Vasculitides associated with aortic aneurysm include Takayasu’s arteritis and giant cell arteritis, which may cause aneurysms of the aortic arch and descending thoracic aorta. Spondyloarthropathies such as ankylosing spondylitis, rheumatoid arthritis, psoriatic arthritis, relapsing polychondritis, and reactive arthritis (formerly known as Reiter’s syndrome) are associated with dilation of the ascending aorta. Aortic aneurysms occur in patients with Behçet’s syndrome and Cogan’s syndrome. Aortic aneurysms also result from idiopathic aortitis. Traumatic aneurysms may occur after penetrating or nonpenetrating chest trauma and most commonly affect the descending thoracic aorta just beyond the site of insertion of the ligamentum arteriosum. Chronic aortic dissections are associated with weakening of the aortic wall that may lead to the development of aneurysmal dilatation.

THORACIC AORTIC ANEURYSMS

The clinical manifestations and natural history of thoracic aortic aneurysms depend on their location. Cystic medial necrosis is the most common pathology associated with ascending aortic aneurysms, whereas atherosclerosis is the condition most frequently associated with aneurysms of the aortic arch and descending thoracic aorta. The average growth rate of thoracic aneurysms is 0.1–0.2 cm per year. Thoracic aortic aneurysms associated with Marfan syndrome or aortic dissection may expand at a greater rate. The risk of rupture is related to the size of the aneurysm and the presence of symptoms, ranging approximately from 2–3% per year for thoracic aortic aneurysms <4.0 cm in diameter to 7% per year for those >6 cm in diameter. Most thoracic aortic aneurysms are asymptomatic; however, compression or erosion of adjacent tissue by aneurysms may cause symptoms such as chest pain, shortness of breath, cough, hoarseness, and dysphagia. Aneurysmal dilation of the ascending aorta may cause congestive heart failure as a consequence of aortic regurgitation, and compression of the superior vena cava may produce congestion of the head, neck, and upper extremities.

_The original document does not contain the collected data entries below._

// Inspect how an image fares through the halftone codec
//
// Usage: halftone-inspect <input.png> [reconstruction.png] [--custom] [--spectrum <spectrum.png>]

use anyhow::{bail, Context, Result};
use halftone::{
    centered_spectrum, ComplexMatrix, Dimensions, PixelGrid, Pipeline, QuantPreset, StreamStatus,
};
use std::path::{Path, PathBuf};

struct Args {
    input: PathBuf,
    output: Option<PathBuf>,
    spectrum: Option<PathBuf>,
    preset: QuantPreset,
}

fn parse_args() -> Result<Args> {
    let mut input = None;
    let mut output = None;
    let mut spectrum = None;
    let mut preset = QuantPreset::Standard;

    let mut args = std::env::args().skip(1);
    while let Some(arg) = args.next() {
        match arg.as_str() {
            "--custom" => preset = QuantPreset::Custom,
            "--spectrum" => {
                spectrum = Some(PathBuf::from(
                    args.next().context("--spectrum needs an output path")?,
                ))
            }
            _ if input.is_none() => input = Some(PathBuf::from(arg)),
            _ if output.is_none() => output = Some(PathBuf::from(arg)),
            _ => bail!("unexpected argument {}", arg),
        }
    }

    Ok(Args {
        input: input.context(
            "usage: halftone-inspect <input.png> [reconstruction.png] [--custom] [--spectrum <spectrum.png>]",
        )?,
        output,
        spectrum,
        preset,
    })
}

fn load(path: &Path) -> Result<PixelGrid> {
    let rgb = image::open(path)
        .with_context(|| format!("failed to open {}", path.display()))?
        .to_rgb8();
    let (width, height) = rgb.dimensions();
    Ok(PixelGrid::from_rgb_bytes(
        Dimensions::new(width, height),
        rgb.as_raw(),
    )?)
}

/// Log-magnitude spectrum of the largest power-of-two square in the top-left corner
fn write_spectrum(luminance: &ComplexMatrix, path: &Path) -> Result<()> {
    let side = luminance.width().min(luminance.height());
    if side == 0 {
        bail!("image too small for a spectrum");
    }
    let side = 1usize << side.ilog2();
    let square = ComplexMatrix::from_fn(side, side, |x, y| luminance.get(x, y));
    let spectrum = centered_spectrum(&square)?;

    let peak = spectrum.iter().map(|c| c.norm().ln_1p()).fold(0.0, f64::max);
    let mut pixels = vec![0u8; side * side];
    for y in 0..side {
        for x in 0..side {
            let level = spectrum.get(x, y).norm().ln_1p() / peak.max(f64::MIN_POSITIVE);
            pixels[y * side + x] = (level * 255.0).round() as u8;
        }
    }

    image::GrayImage::from_raw(side as u32, side as u32, pixels)
        .context("spectrum buffer size mismatch")?
        .save(path)
        .with_context(|| format!("failed to write {}", path.display()))?;
    println!("Spectrum ({}x{}) written to {}", side, side, path.display());
    Ok(())
}

fn main() -> Result<()> {
    let args = parse_args()?;
    let image = load(&args.input)?;
    let pipeline = Pipeline::new(args.preset);

    println!("=== {} ({:?} table) ===\n", args.input.display(), args.preset);
    println!("Input:             {}x{}", image.width(), image.height());

    let result = pipeline.round_trip(&image)?;
    let stats = result.stats;
    println!(
        "Coded area:        {}x{} ({} tiles)",
        stats.dimensions.width, stats.dimensions.height, stats.tiles
    );
    println!("Symbols:           {}", stats.symbol_count);
    println!("Distinct symbols:  {}", stats.distinct_symbols);
    println!("Avg code length:   {:.3} bits", stats.average_code_length);
    println!("Payload:           {} bits", stats.payload_bits);
    println!(
        "Artifact:          {} bytes ({:.3} bits/sample, ratio {:.2}:1)",
        stats.artifact_bytes,
        stats.bits_per_sample(),
        stats.compression_ratio()
    );
    println!("Quality (error):   {:.6}", result.quality);
    if let StreamStatus::Truncated {
        missing_symbols, ..
    } = result.decoded.status
    {
        println!("WARNING: {} coefficients missing", missing_symbols);
    }

    if let Some(output) = &args.output {
        let grid = result.decoded.to_pixel_grid()?;
        image::RgbImage::from_raw(grid.width(), grid.height(), grid.to_rgb_bytes())
            .context("reconstruction buffer size mismatch")?
            .save(output)
            .with_context(|| format!("failed to write {}", output.display()))?;
        println!("\nReconstruction written to {}", output.display());
    }

    if let Some(spectrum) = &args.spectrum {
        write_spectrum(&pipeline.luminance(&image), spectrum)?;
    }

    Ok(())
}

A chest x-ray may be the first test that suggests the diagnosis of a thoracic aortic aneurysm (Fig. 38-1). Findings include widening of the mediastinal shadow and displacement or compression of the trachea or left main-stem bronchus. Echocardiography, particularly transesophageal echocardiography, can be used to assess the proximal ascending aorta and descending thoracic aorta. Contrast-enhanced CT, magnetic resonance imaging (MRI), and conventional invasive aortography are sensitive and specific tests for assessment of aneurysms of the thoracic aorta and involvement of branch vessels (Fig. 38-2). In asymptomatic patients whose aneurysms are too small to justify surgery, noninvasive testing with either contrast-enhanced CT or MRI should be performed at least every 6–12 months to monitor expansion.

FIGURE 38-1
A chest x-ray of a patient with a thoracic aortic aneurysm.

FIGURE 38-2
An aortogram demonstrating a large fusiform aneurysm of the descending thoracic aorta.

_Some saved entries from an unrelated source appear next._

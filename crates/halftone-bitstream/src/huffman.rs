//! Huffman coding over integer coefficient symbols
//!
//! The tree is built greedily with a min-heap keyed by `(weight, insertion
//! sequence)`. Leaves are inserted in ascending symbol order and every merged node
//! takes the next sequence number, so among equal weights the earliest inserted
//! entry is popped first. The first popped entry becomes the left (`0`) child and
//! the second the right (`1`) child. The rule fixes the exact bit layout; any
//! other rule would still decode correctly.

use bitvec::prelude::*;
use byteorder::{BigEndian, ReadBytesExt, WriteBytesExt};
use halftone_core::{CodecError, CodecResult};
use std::cmp::{Ordering, Reverse};
use std::collections::{BTreeMap, BinaryHeap};
use std::io::{Read, Write};

/// A Huffman code, most significant (first emitted) bit first
pub type Code = BitVec<u8, Msb0>;

/// Deepest tree accepted when deserializing. Huffman depth grows with the
/// logarithm of the total count, so real trees stay far below this.
const MAX_TREE_DEPTH: usize = 256;

const TAG_INTERNAL: u8 = 0;
const TAG_LEAF: u8 = 1;

/// Occurrence counts per distinct symbol
#[derive(Debug, Clone, Default, PartialEq, Eq)]
pub struct FrequencyTable {
    counts: BTreeMap<i32, u64>,
    total: u64,
}

impl FrequencyTable {
    /// Count every symbol in one pass
    pub fn from_symbols(symbols: &[i32]) -> Self {
        let mut counts = BTreeMap::new();
        for &symbol in symbols {
            *counts.entry(symbol).or_insert(0u64) += 1;
        }
        Self {
            counts,
            total: symbols.len() as u64,
        }
    }

    /// Build from explicit counts. Zero counts are skipped.
    pub fn from_counts<I>(counts: I) -> Self
    where
        I: IntoIterator<Item = (i32, u64)>,
    {
        let mut table = Self::default();
        for (symbol, count) in counts.into_iter().filter(|&(_, c)| c > 0) {
            *table.counts.entry(symbol).or_insert(0) += count;
            table.total += count;
        }
        table
    }

    pub fn count(&self, symbol: i32) -> u64 {
        self.counts.get(&symbol).copied().unwrap_or(0)
    }

    /// `count / total`, 0 for unseen symbols
    pub fn probability(&self, symbol: i32) -> f64 {
        if self.total == 0 {
            return 0.0;
        }
        self.count(symbol) as f64 / self.total as f64
    }

    pub fn total(&self) -> u64 {
        self.total
    }

    /// Number of distinct symbols
    pub fn len(&self) -> usize {
        self.counts.len()
    }

    pub fn is_empty(&self) -> bool {
        self.counts.is_empty()
    }

    /// `(symbol, count)` in ascending symbol order
    pub fn iter(&self) -> impl Iterator<Item = (i32, u64)> + '_ {
        self.counts.iter().map(|(&s, &c)| (s, c))
    }
}

/// Huffman tree node. Internal nodes own both children.
#[derive(Debug, Clone, PartialEq, Eq)]
pub enum HuffmanNode {
    Leaf {
        symbol: i32,
        weight: u64,
    },
    Internal {
        weight: u64,
        left: Box<HuffmanNode>,
        right: Box<HuffmanNode>,
    },
}

impl HuffmanNode {
    pub fn weight(&self) -> u64 {
        match self {
            HuffmanNode::Leaf { weight, .. } => *weight,
            HuffmanNode::Internal { weight, .. } => *weight,
        }
    }

    pub fn is_leaf(&self) -> bool {
        matches!(self, HuffmanNode::Leaf { .. })
    }
}

/// Heap entry ordered by weight, then by insertion sequence
struct QueueEntry {
    weight: u64,
    sequence: u64,
    node: HuffmanNode,
}

impl PartialEq for QueueEntry {
    fn eq(&self, other: &Self) -> bool {
        self.cmp(other) == Ordering::Equal
    }
}

impl Eq for QueueEntry {}

impl PartialOrd for QueueEntry {
    fn partial_cmp(&self, other: &Self) -> Option<Ordering> {
        Some(self.cmp(other))
    }
}

impl Ord for QueueEntry {
    fn cmp(&self, other: &Self) -> Ordering {
        (self.weight, self.sequence).cmp(&(other.weight, other.sequence))
    }
}

/// Huffman tree over distinct coefficient values
///
/// Node weights are occurrence counts. A tree read back with
/// [`HuffmanTree::read_from`] carries zero weights; only its shape and symbols
/// are persisted.
#[derive(Debug, Clone, Default, PartialEq, Eq)]
pub struct HuffmanTree {
    root: Option<HuffmanNode>,
}

impl HuffmanTree {
    /// Greedy minimum-pair merging over the frequency table
    pub fn build(frequencies: &FrequencyTable) -> Self {
        let mut heap = BinaryHeap::with_capacity(frequencies.len());
        let mut sequence = 0u64;

        for (symbol, count) in frequencies.iter() {
            heap.push(Reverse(QueueEntry {
                weight: count,
                sequence,
                node: HuffmanNode::Leaf {
                    symbol,
                    weight: count,
                },
            }));
            sequence += 1;
        }

        while heap.len() > 1 {
            let (Some(Reverse(left)), Some(Reverse(right))) = (heap.pop(), heap.pop()) else {
                break;
            };
            let weight = left.weight + right.weight;
            heap.push(Reverse(QueueEntry {
                weight,
                sequence,
                node: HuffmanNode::Internal {
                    weight,
                    left: Box::new(left.node),
                    right: Box::new(right.node),
                },
            }));
            sequence += 1;
        }

        Self {
            root: heap.pop().map(|Reverse(entry)| entry.node),
        }
    }

    pub fn root(&self) -> Option<&HuffmanNode> {
        self.root.as_ref()
    }

    pub fn is_empty(&self) -> bool {
        self.root.is_none()
    }

    pub fn leaf_count(&self) -> usize {
        fn count(node: &HuffmanNode) -> usize {
            match node {
                HuffmanNode::Leaf { .. } => 1,
                HuffmanNode::Internal { left, right, .. } => count(left) + count(right),
            }
        }
        self.root.as_ref().map_or(0, count)
    }

    /// Derive the code of every leaf: left appends `0`, right appends `1`
    ///
    /// A tree with a single leaf gives that symbol the one-bit code `0`.
    pub fn code_table(&self) -> CodeTable {
        let mut codes = BTreeMap::new();

        match &self.root {
            None => {}
            Some(HuffmanNode::Leaf { symbol, .. }) => {
                codes.insert(*symbol, bitvec![u8, Msb0; 0]);
            }
            Some(root) => {
                let mut stack = vec![(root, Code::new())];
                while let Some((node, prefix)) = stack.pop() {
                    match node {
                        HuffmanNode::Leaf { symbol, .. } => {
                            codes.insert(*symbol, prefix);
                        }
                        HuffmanNode::Internal { left, right, .. } => {
                            let mut right_code = prefix.clone();
                            right_code.push(true);
                            let mut left_code = prefix;
                            left_code.push(false);
                            stack.push((right.as_ref(), right_code));
                            stack.push((left.as_ref(), left_code));
                        }
                    }
                }
            }
        }

        CodeTable { codes }
    }

    /// Walk from the root over `bits`
    ///
    /// Returns the symbol and the number of bits consumed, or `None` when the bits
    /// run out before a leaf is reached (a partial code).
    pub fn decode_symbol(&self, bits: &BitSlice<u8, Msb0>) -> Option<(i32, usize)> {
        let mut node = self.root.as_ref()?;

        if let HuffmanNode::Leaf { symbol, .. } = node {
            return if bits.is_empty() {
                None
            } else {
                Some((*symbol, 1))
            };
        }

        let mut consumed = 0;
        loop {
            match node {
                HuffmanNode::Leaf { symbol, .. } => return Some((*symbol, consumed)),
                HuffmanNode::Internal { left, right, .. } => {
                    let bit = *bits.get(consumed)?;
                    consumed += 1;
                    node = if bit { right.as_ref() } else { left.as_ref() };
                }
            }
        }
    }

    /// Serialize as `[leaf_count:u32]` followed by the nodes in pre-order
    ///
    /// Internal node: tag `0`, then left and right subtrees. Leaf: tag `1`, then
    /// `symbol:i32`. Big-endian throughout.
    pub fn write_to<W: Write>(&self, writer: &mut W) -> CodecResult<()> {
        fn write_node<W: Write>(node: &HuffmanNode, writer: &mut W) -> CodecResult<()> {
            match node {
                HuffmanNode::Leaf { symbol, .. } => {
                    writer.write_u8(TAG_LEAF)?;
                    writer.write_i32::<BigEndian>(*symbol)?;
                }
                HuffmanNode::Internal { left, right, .. } => {
                    writer.write_u8(TAG_INTERNAL)?;
                    write_node(left, writer)?;
                    write_node(right, writer)?;
                }
            }
            Ok(())
        }

        let leaf_count = u32::try_from(self.leaf_count()).map_err(|_| {
            CodecError::InvalidInput("too many distinct symbols to serialize".to_string())
        })?;
        writer.write_u32::<BigEndian>(leaf_count)?;
        if let Some(root) = &self.root {
            write_node(root, writer)?;
        }
        Ok(())
    }

    /// Inverse of [`HuffmanTree::write_to`]
    pub fn read_from<R: Read>(reader: &mut R) -> CodecResult<Self> {
        struct TreeReader<'a, R: Read> {
            reader: &'a mut R,
            leaves_left: u32,
        }

        impl<R: Read> TreeReader<'_, R> {
            fn read_node(&mut self, depth: usize) -> CodecResult<HuffmanNode> {
                if depth > MAX_TREE_DEPTH {
                    return Err(CodecError::InvalidBitstream(format!(
                        "Huffman tree deeper than {}",
                        MAX_TREE_DEPTH
                    )));
                }
                match self.reader.read_u8()? {
                    TAG_LEAF => {
                        if self.leaves_left == 0 {
                            return Err(CodecError::InvalidBitstream(
                                "Huffman tree has more leaves than declared".to_string(),
                            ));
                        }
                        self.leaves_left -= 1;
                        let symbol = self.reader.read_i32::<BigEndian>()?;
                        Ok(HuffmanNode::Leaf { symbol, weight: 0 })
                    }
                    TAG_INTERNAL => {
                        let left = self.read_node(depth + 1)?;
                        let right = self.read_node(depth + 1)?;
                        Ok(HuffmanNode::Internal {
                            weight: 0,
                            left: Box::new(left),
                            right: Box::new(right),
                        })
                    }
                    tag => Err(CodecError::InvalidBitstream(format!(
                        "unknown Huffman node tag {}",
                        tag
                    ))),
                }
            }
        }

        let leaf_count = reader.read_u32::<BigEndian>()?;
        if leaf_count == 0 {
            return Ok(Self::default());
        }

        let mut tree_reader = TreeReader {
            reader,
            leaves_left: leaf_count,
        };
        let root = tree_reader.read_node(0)?;
        if tree_reader.leaves_left != 0 {
            return Err(CodecError::InvalidBitstream(format!(
                "Huffman tree declared {} leaves but holds {}",
                leaf_count,
                leaf_count - tree_reader.leaves_left
            )));
        }

        Ok(Self { root: Some(root) })
    }
}

/// Symbol → code mapping derived from a tree
#[derive(Debug, Clone, Default, PartialEq, Eq)]
pub struct CodeTable {
    codes: BTreeMap<i32, Code>,
}

impl CodeTable {
    pub fn get(&self, symbol: i32) -> Option<&BitSlice<u8, Msb0>> {
        self.codes.get(&symbol).map(|c| c.as_bitslice())
    }

    pub fn len(&self) -> usize {
        self.codes.len()
    }

    pub fn is_empty(&self) -> bool {
        self.codes.is_empty()
    }

    pub fn iter(&self) -> impl Iterator<Item = (i32, &BitSlice<u8, Msb0>)> + '_ {
        self.codes.iter().map(|(&s, c)| (s, c.as_bitslice()))
    }

    pub fn max_length(&self) -> usize {
        self.codes.values().map(|c| c.len()).max().unwrap_or(0)
    }

    /// No code is a prefix of another
    pub fn is_prefix_free(&self) -> bool {
        let mut codes: Vec<Vec<bool>> = self
            .codes
            .values()
            .map(|c| c.iter().by_vals().collect())
            .collect();
        // After sorting, a prefix sorts immediately before some code it prefixes
        codes.sort();
        codes.windows(2).all(|pair| !pair[1].starts_with(&pair[0]))
    }

    /// Total encoded length `Σ count(s) · len(code(s))` in bits
    pub fn weighted_length(&self, frequencies: &FrequencyTable) -> u64 {
        frequencies
            .iter()
            .map(|(symbol, count)| count * self.codes.get(&symbol).map_or(0, |c| c.len() as u64))
            .sum()
    }

    /// Mean code length weighted by probability
    pub fn average_length(&self, frequencies: &FrequencyTable) -> f64 {
        if frequencies.total() == 0 {
            return 0.0;
        }
        self.weighted_length(frequencies) as f64 / frequencies.total() as f64
    }
}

ABDOMINAL AORTIC ANEURYSMS

Abdominal aortic aneurysms occur more frequently in males than in females, and the incidence increases with age. Abdominal aortic aneurysms ≥4.0 cm may affect 1–2% of men older than 50 years. At least 90% of all abdominal aortic aneurysms >4.0 cm are related to atherosclerotic disease, and most of these aneurysms are below the level of the renal arteries. Prognosis is related to both the size of the aneurysm and the severity of coexisting coronary artery and cerebrovascular disease. The risk of rupture increases with the size of the aneurysm: the 5-year risk for aneurysms <5 cm is 1–2%, whereas it is 20–40% for aneurysms >5 cm in diameter. The formation of mural thrombi within aneurysms may predispose to peripheral embolization.

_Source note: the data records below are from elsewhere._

//! Constants used throughout the halftone codec

/// Maximum supported image dimension
pub const MAX_IMAGE_DIMENSION: u32 = 16384; // 2^14

/// Tile edge length in samples
pub const BLOCK_SIZE: usize = 8;

/// Number of coefficients in one tile
pub const BLOCK_AREA: usize = BLOCK_SIZE * BLOCK_SIZE;

/// Width of one payload word in bits (matches the i32 coefficient width)
pub const WORD_BITS: usize = 32;

/// Default encoder flush threshold in bits
pub const DEFAULT_FLUSH_THRESHOLD: usize = WORD_BITS;

/// Upper bound on the flush threshold (1 MiB of pending bits)
pub const MAX_FLUSH_THRESHOLD: usize = 8 * 1024 * 1024;

/// Halftone conversion weights (ITU-R BT.601)
pub const LUMA_RED: f64 = 0.299;
pub const LUMA_GREEN: f64 = 0.587;
pub const LUMA_BLUE: f64 = 0.114;

/// Largest representable sample value
pub const MAX_SAMPLE: f64 = 255.0;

An abdominal aortic aneurysm commonly produces no symptoms. It usually is detected on routine examination as a palpable, pulsatile, expansile, and nontender mass, or it is an incidental finding observed on an abdominal x-ray or ultrasound study performed for other reasons. As abdominal aortic aneurysms expand, however, they may become painful. Some patients complain of strong pulsations in the abdomen; others experience pain in the chest, lower back, or scrotum. Aneurysmal pain is usually a harbinger of rupture and represents a medical emergency. More often, acute rupture occurs without any prior warning, and this complication is always life threatening. Rarely, there is leakage of the aneurysm with severe pain and tenderness. Acute pain and hypotension occur with rupture of the aneurysm, which requires an emergency operation.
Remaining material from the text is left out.